> **Assignment**
Of all the lines in the entries, how many carry the word "usize"? The reply is that number and no more.

Saved data entries:
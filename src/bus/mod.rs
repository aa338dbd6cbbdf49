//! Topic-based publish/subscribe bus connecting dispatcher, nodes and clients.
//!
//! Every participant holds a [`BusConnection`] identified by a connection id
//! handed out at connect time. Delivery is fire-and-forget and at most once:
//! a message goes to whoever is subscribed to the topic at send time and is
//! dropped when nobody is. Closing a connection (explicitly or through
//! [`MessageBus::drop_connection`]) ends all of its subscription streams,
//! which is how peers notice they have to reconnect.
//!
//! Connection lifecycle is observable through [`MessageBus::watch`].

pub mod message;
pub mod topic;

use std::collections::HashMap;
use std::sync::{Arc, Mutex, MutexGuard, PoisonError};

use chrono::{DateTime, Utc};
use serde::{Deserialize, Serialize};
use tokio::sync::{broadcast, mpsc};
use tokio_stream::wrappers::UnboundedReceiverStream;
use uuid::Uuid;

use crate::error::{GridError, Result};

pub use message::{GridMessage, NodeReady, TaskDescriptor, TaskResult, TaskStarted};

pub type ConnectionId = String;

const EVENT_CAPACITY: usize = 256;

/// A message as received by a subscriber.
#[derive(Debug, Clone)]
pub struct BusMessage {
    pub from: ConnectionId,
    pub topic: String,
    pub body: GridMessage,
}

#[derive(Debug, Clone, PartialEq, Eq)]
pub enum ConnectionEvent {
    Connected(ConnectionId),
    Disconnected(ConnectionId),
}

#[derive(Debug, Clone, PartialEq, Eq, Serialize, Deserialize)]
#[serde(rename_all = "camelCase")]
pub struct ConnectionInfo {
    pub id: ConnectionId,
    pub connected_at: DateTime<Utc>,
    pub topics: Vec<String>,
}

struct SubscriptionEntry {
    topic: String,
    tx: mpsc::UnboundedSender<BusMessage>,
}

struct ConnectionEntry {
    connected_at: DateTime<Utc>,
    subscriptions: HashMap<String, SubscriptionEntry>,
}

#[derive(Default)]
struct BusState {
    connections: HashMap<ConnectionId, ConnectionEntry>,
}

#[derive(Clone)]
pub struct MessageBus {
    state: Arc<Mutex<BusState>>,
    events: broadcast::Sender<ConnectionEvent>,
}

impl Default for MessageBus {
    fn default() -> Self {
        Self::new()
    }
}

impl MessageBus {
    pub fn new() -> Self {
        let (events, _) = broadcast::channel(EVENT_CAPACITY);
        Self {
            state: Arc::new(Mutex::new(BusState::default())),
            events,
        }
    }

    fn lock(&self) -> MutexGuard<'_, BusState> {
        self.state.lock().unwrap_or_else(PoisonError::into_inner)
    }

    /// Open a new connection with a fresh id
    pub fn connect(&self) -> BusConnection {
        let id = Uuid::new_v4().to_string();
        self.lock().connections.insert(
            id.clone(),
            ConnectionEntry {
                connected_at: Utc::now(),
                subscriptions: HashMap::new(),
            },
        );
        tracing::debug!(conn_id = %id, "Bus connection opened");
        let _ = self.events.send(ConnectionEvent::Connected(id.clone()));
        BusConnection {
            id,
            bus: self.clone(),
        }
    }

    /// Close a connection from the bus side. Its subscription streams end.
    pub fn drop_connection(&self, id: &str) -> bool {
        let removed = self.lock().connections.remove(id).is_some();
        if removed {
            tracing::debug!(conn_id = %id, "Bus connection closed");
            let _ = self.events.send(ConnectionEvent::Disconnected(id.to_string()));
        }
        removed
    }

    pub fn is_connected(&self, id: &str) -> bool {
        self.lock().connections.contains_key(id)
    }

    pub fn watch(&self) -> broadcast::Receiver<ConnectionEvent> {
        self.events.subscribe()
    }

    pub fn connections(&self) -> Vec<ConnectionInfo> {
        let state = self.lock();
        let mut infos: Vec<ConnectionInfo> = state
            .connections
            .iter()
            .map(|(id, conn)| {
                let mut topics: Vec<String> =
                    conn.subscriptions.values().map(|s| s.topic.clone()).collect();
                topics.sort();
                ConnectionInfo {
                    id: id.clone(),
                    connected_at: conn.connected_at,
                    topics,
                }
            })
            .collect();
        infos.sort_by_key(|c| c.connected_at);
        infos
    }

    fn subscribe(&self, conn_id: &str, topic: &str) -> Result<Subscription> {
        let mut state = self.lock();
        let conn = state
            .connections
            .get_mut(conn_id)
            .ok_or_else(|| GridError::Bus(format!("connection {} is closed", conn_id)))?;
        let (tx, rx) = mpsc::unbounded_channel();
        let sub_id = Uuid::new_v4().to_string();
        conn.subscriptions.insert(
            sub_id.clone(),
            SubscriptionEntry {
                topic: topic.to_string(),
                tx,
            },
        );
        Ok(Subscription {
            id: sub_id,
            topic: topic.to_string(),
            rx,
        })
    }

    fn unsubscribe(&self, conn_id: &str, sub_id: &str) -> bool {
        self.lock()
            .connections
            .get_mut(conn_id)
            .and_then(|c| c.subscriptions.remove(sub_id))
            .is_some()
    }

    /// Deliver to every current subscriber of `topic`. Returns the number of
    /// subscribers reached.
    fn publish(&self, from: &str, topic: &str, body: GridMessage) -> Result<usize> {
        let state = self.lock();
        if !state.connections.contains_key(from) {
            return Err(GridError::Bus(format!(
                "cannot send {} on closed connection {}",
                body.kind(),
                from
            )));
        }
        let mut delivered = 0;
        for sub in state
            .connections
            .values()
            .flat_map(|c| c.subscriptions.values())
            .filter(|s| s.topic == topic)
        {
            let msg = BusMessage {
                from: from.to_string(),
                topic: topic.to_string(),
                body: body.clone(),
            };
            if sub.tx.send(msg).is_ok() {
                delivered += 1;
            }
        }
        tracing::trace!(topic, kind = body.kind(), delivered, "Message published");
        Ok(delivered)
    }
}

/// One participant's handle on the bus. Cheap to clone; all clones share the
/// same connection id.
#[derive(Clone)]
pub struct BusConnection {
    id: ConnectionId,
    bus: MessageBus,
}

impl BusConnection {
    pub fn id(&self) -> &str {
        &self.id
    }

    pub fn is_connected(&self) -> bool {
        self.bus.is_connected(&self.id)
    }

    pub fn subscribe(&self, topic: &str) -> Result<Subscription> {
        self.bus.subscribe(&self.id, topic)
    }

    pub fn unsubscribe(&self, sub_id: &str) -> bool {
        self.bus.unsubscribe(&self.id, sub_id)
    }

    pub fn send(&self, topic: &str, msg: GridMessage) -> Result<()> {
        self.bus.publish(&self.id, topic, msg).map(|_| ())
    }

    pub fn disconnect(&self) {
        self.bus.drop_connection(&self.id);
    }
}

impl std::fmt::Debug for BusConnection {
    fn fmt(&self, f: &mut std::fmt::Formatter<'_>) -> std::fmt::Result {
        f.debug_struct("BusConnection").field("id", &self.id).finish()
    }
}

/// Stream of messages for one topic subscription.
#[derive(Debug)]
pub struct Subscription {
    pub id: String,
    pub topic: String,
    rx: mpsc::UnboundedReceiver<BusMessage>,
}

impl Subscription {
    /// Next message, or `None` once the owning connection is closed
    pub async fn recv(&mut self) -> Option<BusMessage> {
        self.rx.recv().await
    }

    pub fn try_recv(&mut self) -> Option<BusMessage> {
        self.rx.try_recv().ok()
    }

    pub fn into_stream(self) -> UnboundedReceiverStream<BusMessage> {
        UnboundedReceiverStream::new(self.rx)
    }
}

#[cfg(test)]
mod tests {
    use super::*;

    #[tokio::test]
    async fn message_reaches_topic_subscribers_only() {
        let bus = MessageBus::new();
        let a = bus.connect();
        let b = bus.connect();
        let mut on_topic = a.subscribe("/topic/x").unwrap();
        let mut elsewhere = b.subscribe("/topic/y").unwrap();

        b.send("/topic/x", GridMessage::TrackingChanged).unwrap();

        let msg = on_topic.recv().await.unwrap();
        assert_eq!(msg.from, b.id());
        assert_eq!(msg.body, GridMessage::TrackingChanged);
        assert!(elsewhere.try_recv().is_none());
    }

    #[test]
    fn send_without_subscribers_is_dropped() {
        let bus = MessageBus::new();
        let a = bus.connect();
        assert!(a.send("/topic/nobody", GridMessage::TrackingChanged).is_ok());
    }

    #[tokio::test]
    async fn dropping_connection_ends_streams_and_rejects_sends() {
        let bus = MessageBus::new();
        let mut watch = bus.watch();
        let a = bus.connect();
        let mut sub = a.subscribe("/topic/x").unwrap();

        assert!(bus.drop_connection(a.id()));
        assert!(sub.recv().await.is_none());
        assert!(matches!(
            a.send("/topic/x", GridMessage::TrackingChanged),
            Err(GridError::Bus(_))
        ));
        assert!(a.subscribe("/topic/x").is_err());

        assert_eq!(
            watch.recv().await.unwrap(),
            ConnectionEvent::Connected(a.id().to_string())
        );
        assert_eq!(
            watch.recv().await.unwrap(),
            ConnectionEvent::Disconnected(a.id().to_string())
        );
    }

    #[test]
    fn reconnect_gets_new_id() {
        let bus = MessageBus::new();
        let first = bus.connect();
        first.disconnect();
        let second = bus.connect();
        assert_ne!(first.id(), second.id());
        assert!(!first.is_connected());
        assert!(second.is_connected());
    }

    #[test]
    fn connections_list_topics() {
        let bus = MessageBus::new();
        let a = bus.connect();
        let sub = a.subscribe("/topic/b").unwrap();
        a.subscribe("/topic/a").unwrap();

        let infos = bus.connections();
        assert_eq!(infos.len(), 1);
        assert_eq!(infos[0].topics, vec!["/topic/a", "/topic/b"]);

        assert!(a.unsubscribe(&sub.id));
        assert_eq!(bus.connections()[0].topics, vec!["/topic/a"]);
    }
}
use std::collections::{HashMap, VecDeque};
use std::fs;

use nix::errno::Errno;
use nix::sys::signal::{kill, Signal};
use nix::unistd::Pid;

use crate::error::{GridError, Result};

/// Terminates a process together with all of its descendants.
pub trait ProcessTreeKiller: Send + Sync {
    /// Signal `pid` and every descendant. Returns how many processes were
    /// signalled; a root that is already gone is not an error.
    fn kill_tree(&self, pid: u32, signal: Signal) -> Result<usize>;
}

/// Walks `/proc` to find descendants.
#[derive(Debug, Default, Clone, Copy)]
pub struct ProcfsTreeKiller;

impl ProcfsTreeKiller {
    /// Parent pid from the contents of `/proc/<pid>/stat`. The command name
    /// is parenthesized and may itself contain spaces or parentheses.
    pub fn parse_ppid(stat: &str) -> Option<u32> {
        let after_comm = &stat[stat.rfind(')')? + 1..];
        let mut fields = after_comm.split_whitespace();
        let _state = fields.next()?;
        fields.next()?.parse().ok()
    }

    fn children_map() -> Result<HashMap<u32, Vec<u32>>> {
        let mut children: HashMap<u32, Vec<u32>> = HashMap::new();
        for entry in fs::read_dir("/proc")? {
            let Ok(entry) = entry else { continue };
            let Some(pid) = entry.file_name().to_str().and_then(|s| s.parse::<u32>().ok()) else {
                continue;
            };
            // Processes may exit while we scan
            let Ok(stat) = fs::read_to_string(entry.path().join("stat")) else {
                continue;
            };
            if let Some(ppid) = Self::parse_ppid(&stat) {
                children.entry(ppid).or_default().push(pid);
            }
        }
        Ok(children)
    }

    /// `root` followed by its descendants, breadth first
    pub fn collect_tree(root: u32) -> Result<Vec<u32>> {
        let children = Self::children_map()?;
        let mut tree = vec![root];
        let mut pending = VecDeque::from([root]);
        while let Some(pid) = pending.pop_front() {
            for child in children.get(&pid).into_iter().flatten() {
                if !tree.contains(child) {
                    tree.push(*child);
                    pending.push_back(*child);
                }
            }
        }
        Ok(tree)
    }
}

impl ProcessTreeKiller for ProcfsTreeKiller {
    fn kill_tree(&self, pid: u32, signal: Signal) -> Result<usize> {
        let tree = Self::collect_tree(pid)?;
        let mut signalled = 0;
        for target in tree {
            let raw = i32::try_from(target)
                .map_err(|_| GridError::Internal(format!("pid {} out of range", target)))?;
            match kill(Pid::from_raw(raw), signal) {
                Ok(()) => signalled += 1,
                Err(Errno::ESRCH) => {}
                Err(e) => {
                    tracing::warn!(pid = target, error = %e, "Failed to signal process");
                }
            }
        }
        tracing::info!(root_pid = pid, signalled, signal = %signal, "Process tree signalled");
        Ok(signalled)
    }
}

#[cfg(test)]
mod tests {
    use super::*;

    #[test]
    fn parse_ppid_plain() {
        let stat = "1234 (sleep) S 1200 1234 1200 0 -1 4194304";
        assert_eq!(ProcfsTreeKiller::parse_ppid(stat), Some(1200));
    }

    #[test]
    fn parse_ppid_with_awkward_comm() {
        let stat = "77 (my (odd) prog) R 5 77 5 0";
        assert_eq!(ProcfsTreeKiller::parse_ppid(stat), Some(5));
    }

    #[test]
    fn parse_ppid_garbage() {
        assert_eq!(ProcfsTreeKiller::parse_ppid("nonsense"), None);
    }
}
* * *
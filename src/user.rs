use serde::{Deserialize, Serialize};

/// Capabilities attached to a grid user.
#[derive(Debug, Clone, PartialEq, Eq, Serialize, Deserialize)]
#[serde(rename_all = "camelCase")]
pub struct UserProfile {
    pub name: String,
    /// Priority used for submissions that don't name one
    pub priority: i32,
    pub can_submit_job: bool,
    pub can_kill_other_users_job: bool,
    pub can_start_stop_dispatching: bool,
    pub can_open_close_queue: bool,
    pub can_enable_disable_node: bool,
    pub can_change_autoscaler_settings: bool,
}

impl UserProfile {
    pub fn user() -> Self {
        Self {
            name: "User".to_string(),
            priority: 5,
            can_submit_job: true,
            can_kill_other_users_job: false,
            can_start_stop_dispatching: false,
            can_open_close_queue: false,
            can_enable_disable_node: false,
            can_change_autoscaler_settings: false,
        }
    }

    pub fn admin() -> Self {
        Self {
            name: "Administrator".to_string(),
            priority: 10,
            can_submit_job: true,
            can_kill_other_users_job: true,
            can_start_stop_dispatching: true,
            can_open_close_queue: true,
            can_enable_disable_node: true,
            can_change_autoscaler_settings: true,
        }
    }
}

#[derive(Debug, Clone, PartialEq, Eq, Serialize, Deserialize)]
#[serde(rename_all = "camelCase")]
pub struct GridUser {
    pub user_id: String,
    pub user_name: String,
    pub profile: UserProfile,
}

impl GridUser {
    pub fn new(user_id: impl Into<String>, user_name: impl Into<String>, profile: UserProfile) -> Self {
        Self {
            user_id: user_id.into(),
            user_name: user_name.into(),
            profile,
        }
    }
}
...
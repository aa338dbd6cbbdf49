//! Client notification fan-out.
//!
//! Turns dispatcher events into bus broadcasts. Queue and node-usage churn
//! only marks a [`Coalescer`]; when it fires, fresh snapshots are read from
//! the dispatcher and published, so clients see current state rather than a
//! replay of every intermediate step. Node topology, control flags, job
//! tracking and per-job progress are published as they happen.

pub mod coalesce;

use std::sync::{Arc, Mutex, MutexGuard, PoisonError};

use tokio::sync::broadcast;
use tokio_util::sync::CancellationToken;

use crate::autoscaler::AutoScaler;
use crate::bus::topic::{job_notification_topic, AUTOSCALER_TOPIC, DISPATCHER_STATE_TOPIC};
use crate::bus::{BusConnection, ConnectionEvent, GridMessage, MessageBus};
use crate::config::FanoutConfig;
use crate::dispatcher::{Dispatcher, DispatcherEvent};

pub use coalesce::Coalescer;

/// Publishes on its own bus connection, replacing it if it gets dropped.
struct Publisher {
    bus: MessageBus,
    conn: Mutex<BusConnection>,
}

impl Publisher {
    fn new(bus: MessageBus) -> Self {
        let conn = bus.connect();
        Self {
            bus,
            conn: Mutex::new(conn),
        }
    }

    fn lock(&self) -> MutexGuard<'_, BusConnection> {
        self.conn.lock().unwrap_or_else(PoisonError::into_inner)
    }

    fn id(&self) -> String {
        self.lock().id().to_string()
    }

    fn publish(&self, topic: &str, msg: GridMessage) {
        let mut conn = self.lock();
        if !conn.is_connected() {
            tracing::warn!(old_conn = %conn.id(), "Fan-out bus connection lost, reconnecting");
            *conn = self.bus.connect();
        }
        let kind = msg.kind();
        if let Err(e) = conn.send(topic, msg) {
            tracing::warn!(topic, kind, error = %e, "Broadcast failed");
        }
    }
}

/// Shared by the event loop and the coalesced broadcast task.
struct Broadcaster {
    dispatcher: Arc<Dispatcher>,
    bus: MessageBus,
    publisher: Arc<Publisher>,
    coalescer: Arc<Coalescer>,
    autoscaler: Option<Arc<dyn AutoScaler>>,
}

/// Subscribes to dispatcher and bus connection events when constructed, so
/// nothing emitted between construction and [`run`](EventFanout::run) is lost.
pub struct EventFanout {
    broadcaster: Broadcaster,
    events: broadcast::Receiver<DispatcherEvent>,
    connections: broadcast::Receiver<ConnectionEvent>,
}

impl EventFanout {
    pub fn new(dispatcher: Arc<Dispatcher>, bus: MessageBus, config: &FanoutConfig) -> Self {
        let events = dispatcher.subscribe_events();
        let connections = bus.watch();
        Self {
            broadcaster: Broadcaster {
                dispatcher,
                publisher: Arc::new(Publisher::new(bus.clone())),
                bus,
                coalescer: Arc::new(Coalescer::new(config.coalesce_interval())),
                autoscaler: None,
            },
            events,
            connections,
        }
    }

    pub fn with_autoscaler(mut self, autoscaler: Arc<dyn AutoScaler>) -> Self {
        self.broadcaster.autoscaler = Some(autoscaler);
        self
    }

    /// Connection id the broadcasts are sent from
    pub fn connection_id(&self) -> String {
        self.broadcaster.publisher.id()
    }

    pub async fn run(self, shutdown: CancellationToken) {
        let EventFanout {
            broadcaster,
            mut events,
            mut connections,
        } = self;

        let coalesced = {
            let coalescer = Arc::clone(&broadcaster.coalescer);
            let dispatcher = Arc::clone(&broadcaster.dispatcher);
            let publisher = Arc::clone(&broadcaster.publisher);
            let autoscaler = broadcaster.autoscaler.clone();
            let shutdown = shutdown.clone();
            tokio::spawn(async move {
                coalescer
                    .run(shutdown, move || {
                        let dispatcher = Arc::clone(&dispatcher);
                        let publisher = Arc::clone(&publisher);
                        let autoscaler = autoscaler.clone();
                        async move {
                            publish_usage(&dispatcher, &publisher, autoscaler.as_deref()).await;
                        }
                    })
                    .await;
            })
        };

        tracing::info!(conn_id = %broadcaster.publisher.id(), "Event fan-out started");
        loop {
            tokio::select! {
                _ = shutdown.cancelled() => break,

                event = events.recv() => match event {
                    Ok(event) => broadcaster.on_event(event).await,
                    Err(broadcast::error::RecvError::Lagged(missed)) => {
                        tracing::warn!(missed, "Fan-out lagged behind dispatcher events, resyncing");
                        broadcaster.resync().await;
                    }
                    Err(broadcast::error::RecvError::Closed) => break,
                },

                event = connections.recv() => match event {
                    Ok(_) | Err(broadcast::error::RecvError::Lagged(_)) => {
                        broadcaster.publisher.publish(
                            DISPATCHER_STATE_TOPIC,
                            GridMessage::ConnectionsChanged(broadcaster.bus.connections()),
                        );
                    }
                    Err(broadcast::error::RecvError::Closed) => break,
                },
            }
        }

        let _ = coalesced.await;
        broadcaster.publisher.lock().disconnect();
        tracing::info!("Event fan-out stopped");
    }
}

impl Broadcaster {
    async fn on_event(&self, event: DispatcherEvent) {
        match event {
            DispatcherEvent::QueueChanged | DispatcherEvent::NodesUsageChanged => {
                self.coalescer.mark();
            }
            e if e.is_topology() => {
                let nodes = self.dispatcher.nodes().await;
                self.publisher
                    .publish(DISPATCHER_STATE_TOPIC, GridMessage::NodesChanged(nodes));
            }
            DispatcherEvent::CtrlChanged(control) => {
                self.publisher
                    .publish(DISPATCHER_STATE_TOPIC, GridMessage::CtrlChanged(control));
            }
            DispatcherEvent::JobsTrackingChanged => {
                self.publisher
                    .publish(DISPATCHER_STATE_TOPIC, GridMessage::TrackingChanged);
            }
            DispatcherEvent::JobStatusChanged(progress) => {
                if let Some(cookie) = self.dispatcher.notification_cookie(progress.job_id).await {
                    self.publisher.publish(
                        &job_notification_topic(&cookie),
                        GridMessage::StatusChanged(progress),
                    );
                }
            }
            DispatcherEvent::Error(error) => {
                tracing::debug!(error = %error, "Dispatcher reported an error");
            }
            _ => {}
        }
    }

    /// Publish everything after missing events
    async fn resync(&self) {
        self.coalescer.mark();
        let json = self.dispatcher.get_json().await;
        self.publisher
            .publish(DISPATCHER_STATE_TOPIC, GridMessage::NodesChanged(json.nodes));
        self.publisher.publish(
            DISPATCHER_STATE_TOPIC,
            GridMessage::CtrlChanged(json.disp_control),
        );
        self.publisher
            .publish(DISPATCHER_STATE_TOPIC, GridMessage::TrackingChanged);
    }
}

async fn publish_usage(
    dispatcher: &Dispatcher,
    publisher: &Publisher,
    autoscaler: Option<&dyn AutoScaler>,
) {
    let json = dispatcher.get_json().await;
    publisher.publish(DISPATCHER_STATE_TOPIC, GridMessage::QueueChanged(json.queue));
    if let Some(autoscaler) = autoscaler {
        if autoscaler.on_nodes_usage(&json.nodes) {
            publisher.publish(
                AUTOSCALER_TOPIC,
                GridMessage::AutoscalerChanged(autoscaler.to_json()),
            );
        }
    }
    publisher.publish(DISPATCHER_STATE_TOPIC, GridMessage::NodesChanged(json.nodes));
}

> **Solved exercise**
4